> _Records from a dataset_:
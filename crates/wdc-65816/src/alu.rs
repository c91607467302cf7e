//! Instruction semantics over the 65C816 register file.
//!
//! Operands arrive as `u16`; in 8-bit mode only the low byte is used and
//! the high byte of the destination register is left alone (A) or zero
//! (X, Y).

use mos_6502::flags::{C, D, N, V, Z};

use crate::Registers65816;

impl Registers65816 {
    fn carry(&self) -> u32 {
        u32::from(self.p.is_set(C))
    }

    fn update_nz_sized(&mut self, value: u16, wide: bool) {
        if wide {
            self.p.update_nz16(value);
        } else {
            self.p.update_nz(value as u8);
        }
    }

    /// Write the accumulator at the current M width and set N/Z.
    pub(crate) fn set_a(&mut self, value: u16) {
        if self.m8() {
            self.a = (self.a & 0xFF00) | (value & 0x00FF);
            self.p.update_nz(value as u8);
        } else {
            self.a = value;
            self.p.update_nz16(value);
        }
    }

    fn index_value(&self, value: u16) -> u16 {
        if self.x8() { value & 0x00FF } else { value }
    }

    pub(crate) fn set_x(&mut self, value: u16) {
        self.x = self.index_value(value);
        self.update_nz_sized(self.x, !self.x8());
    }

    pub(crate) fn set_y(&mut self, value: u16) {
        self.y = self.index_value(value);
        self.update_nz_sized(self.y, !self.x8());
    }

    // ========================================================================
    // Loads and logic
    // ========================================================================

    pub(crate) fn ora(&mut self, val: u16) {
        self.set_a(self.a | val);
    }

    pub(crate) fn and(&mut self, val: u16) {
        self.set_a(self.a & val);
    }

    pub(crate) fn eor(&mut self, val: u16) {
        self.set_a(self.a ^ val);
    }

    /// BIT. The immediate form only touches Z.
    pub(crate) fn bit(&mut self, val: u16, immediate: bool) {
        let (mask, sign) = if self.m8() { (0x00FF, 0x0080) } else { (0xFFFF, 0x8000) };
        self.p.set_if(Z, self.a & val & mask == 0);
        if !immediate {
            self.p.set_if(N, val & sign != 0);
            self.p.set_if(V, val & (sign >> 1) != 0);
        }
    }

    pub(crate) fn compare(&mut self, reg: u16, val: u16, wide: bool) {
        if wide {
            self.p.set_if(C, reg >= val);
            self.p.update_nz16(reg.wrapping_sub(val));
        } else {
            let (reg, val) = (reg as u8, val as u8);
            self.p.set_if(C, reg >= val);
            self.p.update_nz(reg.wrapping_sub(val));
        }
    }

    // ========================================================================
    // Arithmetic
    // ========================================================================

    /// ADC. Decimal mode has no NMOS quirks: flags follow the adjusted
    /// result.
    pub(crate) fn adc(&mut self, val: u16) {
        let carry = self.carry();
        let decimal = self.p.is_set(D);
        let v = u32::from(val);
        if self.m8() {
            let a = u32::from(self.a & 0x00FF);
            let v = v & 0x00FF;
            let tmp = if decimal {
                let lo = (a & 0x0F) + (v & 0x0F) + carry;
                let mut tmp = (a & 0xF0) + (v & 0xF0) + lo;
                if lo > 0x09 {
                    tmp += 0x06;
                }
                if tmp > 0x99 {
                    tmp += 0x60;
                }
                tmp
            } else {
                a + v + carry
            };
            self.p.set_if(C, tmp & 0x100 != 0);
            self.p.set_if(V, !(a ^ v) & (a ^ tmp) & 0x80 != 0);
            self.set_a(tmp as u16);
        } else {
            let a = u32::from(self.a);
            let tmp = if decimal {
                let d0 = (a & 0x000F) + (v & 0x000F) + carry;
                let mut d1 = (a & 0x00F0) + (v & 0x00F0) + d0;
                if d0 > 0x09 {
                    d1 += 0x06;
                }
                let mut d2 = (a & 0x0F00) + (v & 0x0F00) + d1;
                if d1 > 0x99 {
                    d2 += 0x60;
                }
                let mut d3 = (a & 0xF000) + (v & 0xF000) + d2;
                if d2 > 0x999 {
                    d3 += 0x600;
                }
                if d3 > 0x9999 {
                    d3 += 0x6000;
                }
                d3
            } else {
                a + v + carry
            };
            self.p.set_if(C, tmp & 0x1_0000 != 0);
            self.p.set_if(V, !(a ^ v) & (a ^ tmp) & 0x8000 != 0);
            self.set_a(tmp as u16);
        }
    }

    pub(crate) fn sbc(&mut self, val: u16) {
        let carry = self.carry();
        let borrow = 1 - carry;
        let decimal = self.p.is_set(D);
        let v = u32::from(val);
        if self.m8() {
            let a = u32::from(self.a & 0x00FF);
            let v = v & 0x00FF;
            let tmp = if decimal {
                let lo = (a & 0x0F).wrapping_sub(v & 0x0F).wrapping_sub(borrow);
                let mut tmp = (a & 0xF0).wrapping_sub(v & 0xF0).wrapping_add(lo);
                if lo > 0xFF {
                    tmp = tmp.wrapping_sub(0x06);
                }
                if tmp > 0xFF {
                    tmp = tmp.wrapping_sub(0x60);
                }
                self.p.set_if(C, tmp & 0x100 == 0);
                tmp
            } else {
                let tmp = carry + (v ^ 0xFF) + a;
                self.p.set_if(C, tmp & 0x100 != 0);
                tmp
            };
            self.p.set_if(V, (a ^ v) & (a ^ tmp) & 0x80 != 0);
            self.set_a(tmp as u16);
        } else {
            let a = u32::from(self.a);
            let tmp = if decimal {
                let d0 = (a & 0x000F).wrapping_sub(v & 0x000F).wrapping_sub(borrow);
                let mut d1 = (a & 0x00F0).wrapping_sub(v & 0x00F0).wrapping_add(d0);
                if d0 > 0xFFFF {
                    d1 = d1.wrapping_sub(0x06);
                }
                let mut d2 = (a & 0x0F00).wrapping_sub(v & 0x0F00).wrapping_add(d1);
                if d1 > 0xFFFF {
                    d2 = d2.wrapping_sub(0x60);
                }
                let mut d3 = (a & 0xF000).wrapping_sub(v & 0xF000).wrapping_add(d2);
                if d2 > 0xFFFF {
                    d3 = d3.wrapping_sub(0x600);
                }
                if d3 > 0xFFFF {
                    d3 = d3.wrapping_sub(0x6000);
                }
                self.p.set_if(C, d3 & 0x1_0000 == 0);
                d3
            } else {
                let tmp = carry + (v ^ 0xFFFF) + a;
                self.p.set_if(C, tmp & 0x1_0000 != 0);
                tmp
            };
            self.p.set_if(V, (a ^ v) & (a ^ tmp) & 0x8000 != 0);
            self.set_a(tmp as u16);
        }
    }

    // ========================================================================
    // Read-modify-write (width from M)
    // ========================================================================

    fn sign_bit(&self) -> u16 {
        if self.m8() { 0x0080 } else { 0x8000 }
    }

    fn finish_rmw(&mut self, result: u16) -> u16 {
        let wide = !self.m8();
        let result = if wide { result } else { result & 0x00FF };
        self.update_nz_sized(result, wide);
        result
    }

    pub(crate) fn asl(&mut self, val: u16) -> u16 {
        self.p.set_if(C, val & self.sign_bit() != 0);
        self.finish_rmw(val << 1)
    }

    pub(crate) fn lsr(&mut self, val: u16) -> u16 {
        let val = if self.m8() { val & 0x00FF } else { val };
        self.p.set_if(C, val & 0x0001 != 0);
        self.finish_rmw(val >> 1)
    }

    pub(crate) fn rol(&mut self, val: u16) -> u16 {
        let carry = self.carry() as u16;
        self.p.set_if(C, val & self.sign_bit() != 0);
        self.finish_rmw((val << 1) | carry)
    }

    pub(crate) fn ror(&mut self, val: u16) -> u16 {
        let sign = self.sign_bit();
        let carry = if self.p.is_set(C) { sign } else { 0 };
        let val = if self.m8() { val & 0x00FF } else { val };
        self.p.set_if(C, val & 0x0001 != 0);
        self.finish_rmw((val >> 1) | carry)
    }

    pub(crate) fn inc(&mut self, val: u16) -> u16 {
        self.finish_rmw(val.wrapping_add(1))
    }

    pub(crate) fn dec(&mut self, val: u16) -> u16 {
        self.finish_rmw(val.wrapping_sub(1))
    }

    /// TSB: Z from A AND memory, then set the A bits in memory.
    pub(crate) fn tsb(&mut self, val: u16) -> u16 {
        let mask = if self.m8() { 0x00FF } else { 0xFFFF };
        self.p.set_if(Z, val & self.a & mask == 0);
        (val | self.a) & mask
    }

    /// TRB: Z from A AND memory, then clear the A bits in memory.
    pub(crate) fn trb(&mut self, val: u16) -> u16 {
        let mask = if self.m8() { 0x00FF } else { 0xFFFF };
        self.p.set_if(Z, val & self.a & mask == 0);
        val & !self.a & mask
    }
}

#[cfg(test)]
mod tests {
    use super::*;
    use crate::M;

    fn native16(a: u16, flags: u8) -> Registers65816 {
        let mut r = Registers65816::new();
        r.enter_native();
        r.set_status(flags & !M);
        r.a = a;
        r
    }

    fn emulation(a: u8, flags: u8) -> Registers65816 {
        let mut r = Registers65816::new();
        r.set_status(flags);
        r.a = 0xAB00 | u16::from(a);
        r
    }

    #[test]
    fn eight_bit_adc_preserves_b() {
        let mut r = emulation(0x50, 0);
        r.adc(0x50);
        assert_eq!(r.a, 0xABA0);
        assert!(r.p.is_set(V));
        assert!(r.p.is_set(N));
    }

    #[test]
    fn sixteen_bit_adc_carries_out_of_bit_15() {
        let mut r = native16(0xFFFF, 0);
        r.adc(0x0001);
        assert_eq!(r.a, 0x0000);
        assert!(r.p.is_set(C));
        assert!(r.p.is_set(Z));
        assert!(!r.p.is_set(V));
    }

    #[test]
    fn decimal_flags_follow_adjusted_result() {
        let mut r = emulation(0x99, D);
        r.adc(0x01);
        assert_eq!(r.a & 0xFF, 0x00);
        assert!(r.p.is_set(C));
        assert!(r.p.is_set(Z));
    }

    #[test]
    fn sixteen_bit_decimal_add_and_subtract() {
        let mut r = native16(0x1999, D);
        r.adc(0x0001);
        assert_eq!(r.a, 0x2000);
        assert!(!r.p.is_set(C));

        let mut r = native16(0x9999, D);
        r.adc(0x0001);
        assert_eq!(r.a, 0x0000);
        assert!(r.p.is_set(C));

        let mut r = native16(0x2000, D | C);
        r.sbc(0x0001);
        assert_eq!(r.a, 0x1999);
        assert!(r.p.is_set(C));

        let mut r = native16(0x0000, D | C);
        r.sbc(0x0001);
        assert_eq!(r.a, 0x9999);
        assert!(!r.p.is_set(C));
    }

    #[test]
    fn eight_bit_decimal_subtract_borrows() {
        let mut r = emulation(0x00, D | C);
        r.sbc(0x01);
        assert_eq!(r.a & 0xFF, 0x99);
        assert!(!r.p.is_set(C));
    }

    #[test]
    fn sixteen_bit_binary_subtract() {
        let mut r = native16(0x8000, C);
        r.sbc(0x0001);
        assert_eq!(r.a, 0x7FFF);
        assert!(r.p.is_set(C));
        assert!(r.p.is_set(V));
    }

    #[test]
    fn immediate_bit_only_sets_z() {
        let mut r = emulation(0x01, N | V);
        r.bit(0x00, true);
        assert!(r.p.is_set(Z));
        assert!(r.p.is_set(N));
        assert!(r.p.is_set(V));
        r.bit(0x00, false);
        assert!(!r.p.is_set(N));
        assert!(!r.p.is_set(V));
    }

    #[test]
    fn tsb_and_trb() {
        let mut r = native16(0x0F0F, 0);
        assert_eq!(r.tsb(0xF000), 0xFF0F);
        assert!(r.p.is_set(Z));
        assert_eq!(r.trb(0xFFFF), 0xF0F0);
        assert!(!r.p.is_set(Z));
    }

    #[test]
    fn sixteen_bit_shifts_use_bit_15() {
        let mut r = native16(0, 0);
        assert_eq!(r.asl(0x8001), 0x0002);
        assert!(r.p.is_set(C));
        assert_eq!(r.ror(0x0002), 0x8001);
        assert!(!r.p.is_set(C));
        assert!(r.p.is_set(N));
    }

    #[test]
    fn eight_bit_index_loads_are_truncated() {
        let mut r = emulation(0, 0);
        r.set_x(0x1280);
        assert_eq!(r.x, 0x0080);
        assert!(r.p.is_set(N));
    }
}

> _What the exercise asks_: Tally the lines of the data that hold the string "then". Answer with the number and nothing more.

> _Answer box_: 2